(Beginning of MATERIALS PROVIDED)

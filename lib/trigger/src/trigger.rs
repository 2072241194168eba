//! Trigger types.
//!
//! A trigger is an inbound event that a gateway has normalized into one of a
//! fixed set of kinds. The membrane never mutates a trigger it was given;
//! workers that enrich a trigger (route parameters) build a new one.

use serde::{Deserialize, Serialize};
use std::collections::HashMap;
use std::fmt;

/// Multi-valued string map used for headers and query parameters.
pub type MultiMap = HashMap<String, Vec<String>>;

/// The kind of a trigger, without its payload.
#[derive(Debug, Clone, Copy, PartialEq, Eq, Hash, Serialize, Deserialize)]
#[serde(rename_all = "snake_case")]
pub enum TriggerKind {
    /// An HTTP request.
    Http,
    /// A topic message (also used for schedule firings).
    Topic,
    /// A storage bucket notification.
    Notification,
    /// A websocket event.
    Websocket,
}

impl fmt::Display for TriggerKind {
    fn fmt(&self, f: &mut fmt::Formatter<'_>) -> fmt::Result {
        let name = match self {
            Self::Http => "http",
            Self::Topic => "topic",
            Self::Notification => "notification",
            Self::Websocket => "websocket",
        };
        f.write_str(name)
    }
}

/// Type of bucket event a notification describes.
#[derive(Debug, Clone, Copy, PartialEq, Eq, Hash, Serialize, Deserialize)]
#[serde(rename_all = "snake_case")]
pub enum BucketEventType {
    /// Wildcard: any event type.
    All,
    /// An object was created or overwritten.
    Created,
    /// An object was deleted.
    Deleted,
}

impl BucketEventType {
    /// Returns true if the two event types can describe the same event.
    #[must_use]
    pub fn overlaps(self, other: Self) -> bool {
        self == other || self == Self::All || other == Self::All
    }
}

impl fmt::Display for BucketEventType {
    fn fmt(&self, f: &mut fmt::Formatter<'_>) -> fmt::Result {
        let name = match self {
            Self::All => "all",
            Self::Created => "created",
            Self::Deleted => "deleted",
        };
        f.write_str(name)
    }
}

/// Websocket lifecycle event.
#[derive(Debug, Clone, Copy, PartialEq, Eq, Hash, Serialize, Deserialize)]
#[serde(rename_all = "snake_case")]
pub enum WebsocketEvent {
    /// A client connected.
    Connect,
    /// A client disconnected.
    Disconnect,
    /// A client sent a message.
    Message,
}

impl fmt::Display for WebsocketEvent {
    fn fmt(&self, f: &mut fmt::Formatter<'_>) -> fmt::Result {
        let name = match self {
            Self::Connect => "connect",
            Self::Disconnect => "disconnect",
            Self::Message => "message",
        };
        f.write_str(name)
    }
}

/// An HTTP request trigger.
#[derive(Debug, Clone, PartialEq, Eq, Serialize, Deserialize)]
pub struct HttpTrigger {
    /// Request method, e.g. `GET`.
    pub method: String,
    /// Request path, without the query string.
    pub path: String,
    /// Request headers.
    #[serde(default)]
    pub headers: MultiMap,
    /// Query parameters.
    #[serde(default)]
    pub query: MultiMap,
    /// Raw request body.
    #[serde(default, with = "crate::body")]
    pub body: Vec<u8>,
    /// Parameters bound from the route's path template.
    #[serde(default)]
    pub path_params: HashMap<String, String>,
}

impl HttpTrigger {
    /// Creates a request with no headers, query or body.
    #[must_use]
    pub fn new(method: impl Into<String>, path: impl Into<String>) -> Self {
        Self {
            method: method.into(),
            path: path.into(),
            headers: MultiMap::new(),
            query: MultiMap::new(),
            body: Vec::new(),
            path_params: HashMap::new(),
        }
    }

    /// Adds a header value.
    #[must_use]
    pub fn with_header(mut self, name: impl Into<String>, value: impl Into<String>) -> Self {
        self.headers
            .entry(name.into())
            .or_default()
            .push(value.into());
        self
    }

    /// Adds a query parameter value.
    #[must_use]
    pub fn with_query(mut self, name: impl Into<String>, value: impl Into<String>) -> Self {
        self.query.entry(name.into()).or_default().push(value.into());
        self
    }

    /// Sets the request body.
    #[must_use]
    pub fn with_body(mut self, body: impl Into<Vec<u8>>) -> Self {
        self.body = body.into();
        self
    }

    /// Returns the first value of a header, matched case-insensitively.
    #[must_use]
    pub fn header(&self, name: &str) -> Option<&str> {
        self.headers
            .iter()
            .find(|(key, _)| key.eq_ignore_ascii_case(name))
            .and_then(|(_, values)| values.first())
            .map(String::as_str)
    }
}

/// A topic message trigger.
#[derive(Debug, Clone, PartialEq, Eq, Serialize, Deserialize)]
pub struct TopicTrigger {
    /// Topic name.
    pub topic: String,
    /// Content type of the message, if known.
    #[serde(default)]
    pub mime_type: Option<String>,
    /// Raw message payload.
    #[serde(default, with = "crate::body")]
    pub body: Vec<u8>,
}

/// A bucket notification trigger.
#[derive(Debug, Clone, PartialEq, Eq, Serialize, Deserialize)]
pub struct NotificationTrigger {
    /// Name of the bucket that emitted the notification.
    pub bucket: String,
    /// Key of the object the event refers to.
    pub key: String,
    /// What happened to the object.
    pub event_type: BucketEventType,
}

/// A websocket event trigger.
#[derive(Debug, Clone, PartialEq, Eq, Serialize, Deserialize)]
pub struct WebsocketTrigger {
    /// Name of the socket.
    pub socket: String,
    /// The lifecycle event.
    pub event: WebsocketEvent,
    /// Gateway-assigned connection id.
    pub connection_id: String,
    /// Message payload (empty for connect/disconnect).
    #[serde(default, with = "crate::body")]
    pub body: Vec<u8>,
}

/// An inbound event routed to exactly one worker.
#[derive(Debug, Clone, PartialEq, Eq, Serialize, Deserialize)]
#[serde(tag = "kind", rename_all = "snake_case")]
pub enum Trigger {
    /// HTTP request.
    Http(HttpTrigger),
    /// Topic message.
    Topic(TopicTrigger),
    /// Bucket notification.
    Notification(NotificationTrigger),
    /// Websocket event.
    Websocket(WebsocketTrigger),
}

impl Trigger {
    /// Shorthand for a bodiless HTTP trigger.
    #[must_use]
    pub fn http(method: impl Into<String>, path: impl Into<String>) -> Self {
        Self::Http(HttpTrigger::new(method, path))
    }

    /// Shorthand for a topic trigger.
    #[must_use]
    pub fn topic(topic: impl Into<String>, body: impl Into<Vec<u8>>) -> Self {
        Self::Topic(TopicTrigger {
            topic: topic.into(),
            mime_type: None,
            body: body.into(),
        })
    }

    /// Shorthand for a bucket notification trigger.
    #[must_use]
    pub fn notification(
        bucket: impl Into<String>,
        key: impl Into<String>,
        event_type: BucketEventType,
    ) -> Self {
        Self::Notification(NotificationTrigger {
            bucket: bucket.into(),
            key: key.into(),
            event_type,
        })
    }

    /// Shorthand for a websocket trigger.
    #[must_use]
    pub fn websocket(
        socket: impl Into<String>,
        event: WebsocketEvent,
        connection_id: impl Into<String>,
    ) -> Self {
        Self::Websocket(WebsocketTrigger {
            socket: socket.into(),
            event,
            connection_id: connection_id.into(),
            body: Vec::new(),
        })
    }

    /// Returns the trigger kind.
    #[must_use]
    pub fn kind(&self) -> TriggerKind {
        match self {
            Self::Http(_) => TriggerKind::Http,
            Self::Topic(_) => TriggerKind::Topic,
            Self::Notification(_) => TriggerKind::Notification,
            Self::Websocket(_) => TriggerKind::Websocket,
        }
    }

    /// Returns the HTTP request, if this is an HTTP trigger.
    #[must_use]
    pub fn as_http(&self) -> Option<&HttpTrigger> {
        match self {
            Self::Http(http) => Some(http),
            _ => None,
        }
    }

    /// Returns the topic message, if this is a topic trigger.
    #[must_use]
    pub fn as_topic(&self) -> Option<&TopicTrigger> {
        match self {
            Self::Topic(topic) => Some(topic),
            _ => None,
        }
    }

    /// Returns the notification, if this is a notification trigger.
    #[must_use]
    pub fn as_notification(&self) -> Option<&NotificationTrigger> {
        match self {
            Self::Notification(notification) => Some(notification),
            _ => None,
        }
    }

    /// Returns the websocket event, if this is a websocket trigger.
    #[must_use]
    pub fn as_websocket(&self) -> Option<&WebsocketTrigger> {
        match self {
            Self::Websocket(websocket) => Some(websocket),
            _ => None,
        }
    }
}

(End of MATERIALS PROVIDED)

**TASK OBJECTIVE**
What lines in the records contain the word "push"? Return each one.

**SOLUTION TO THE EXERCISE**
            .push(value.into());
        self.query.entry(name.into()).or_default().push(value.into());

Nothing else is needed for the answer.